* **Activity**
From the entries that follow, extract each line holding the string "AppState".

Dataset entries:
^^^^^^^^

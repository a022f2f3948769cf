/**
 * Router Configuration
 *
 * Assembles the full API surface:
 *
 * ## Public
 * - `GET  /`                  - liveness line
 * - `POST /api/auth/register` - user registration
 * - `POST /api/auth/login`    - user login
 *
 * ## Protected (bearer token required)
 * - `GET/POST        /api/transactions`
 * - `PUT/DELETE      /api/transactions/{transaction_id}`
 * - `GET/POST        /api/budgets`
 * - `PUT/DELETE      /api/budgets/{budget_id}`
 * - `GET             /api/categories`
 * - `GET/PUT         /api/settings`
 * - `GET             /api/dashboard/summary`
 * - `GET             /api/reports/summary`
 *
 * Protected routes sit behind the auth middleware layer; handlers read
 * the caller identity from request extensions, never from the client.
 */

use axum::routing::{get, post, put};
use axum::Router;
use tower::ServiceBuilder;
use tower_http::cors::CorsLayer;
use tower_http::trace::TraceLayer;

use crate::auth::handlers::{login, register};
use crate::middleware::auth::require_auth;
use crate::server::state::AppState;
use crate::{budgets, categories, dashboard, reports, settings, transactions};

/// Create the router with all routes configured
pub fn create_router(state: AppState) -> Router {
    let public = Router::new()
        .route("/api/auth/register", post(register))
        .route("/api/auth/login", post(login));

    let protected = Router::new()
        .route(
            "/api/transactions",
            get(transactions::handlers::list_transactions)
                .post(transactions::handlers::create_transaction),
        )
        .route(
            "/api/transactions/{transaction_id}",
            put(transactions::handlers::update_transaction)
                .delete(transactions::handlers::delete_transaction),
        )
        .route(
            "/api/budgets",
            get(budgets::handlers::list_budgets).post(budgets::handlers::create_budget),
        )
        .route(
            "/api/budgets/{budget_id}",
            put(budgets::handlers::update_budget).delete(budgets::handlers::delete_budget),
        )
        .route("/api/categories", get(categories::handlers::list_categories))
        .route(
            "/api/settings",
            get(settings::handlers::get_settings).put(settings::handlers::update_settings),
        )
        .route(
            "/api/dashboard/summary",
            get(dashboard::handlers::dashboard_summary),
        )
        .route(
            "/api/reports/summary",
            get(reports::handlers::report_summary),
        )
        .route_layer(axum::middleware::from_fn_with_state(
            state.clone(),
            require_auth,
        ));

    Router::new()
        .route("/", get(root))
        .merge(public)
        .merge(protected)
        .layer(
            ServiceBuilder::new()
                .layer(TraceLayer::new_for_http())
                .layer(CorsLayer::permissive()),
        )
        .with_state(state)
}

/// Liveness endpoint
async fn root() -> &'static str {
    "Finca backend API is running"
}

^^^^^^^^

* **Task solution**
use crate::server::state::AppState;
pub fn create_router(state: AppState) -> Router {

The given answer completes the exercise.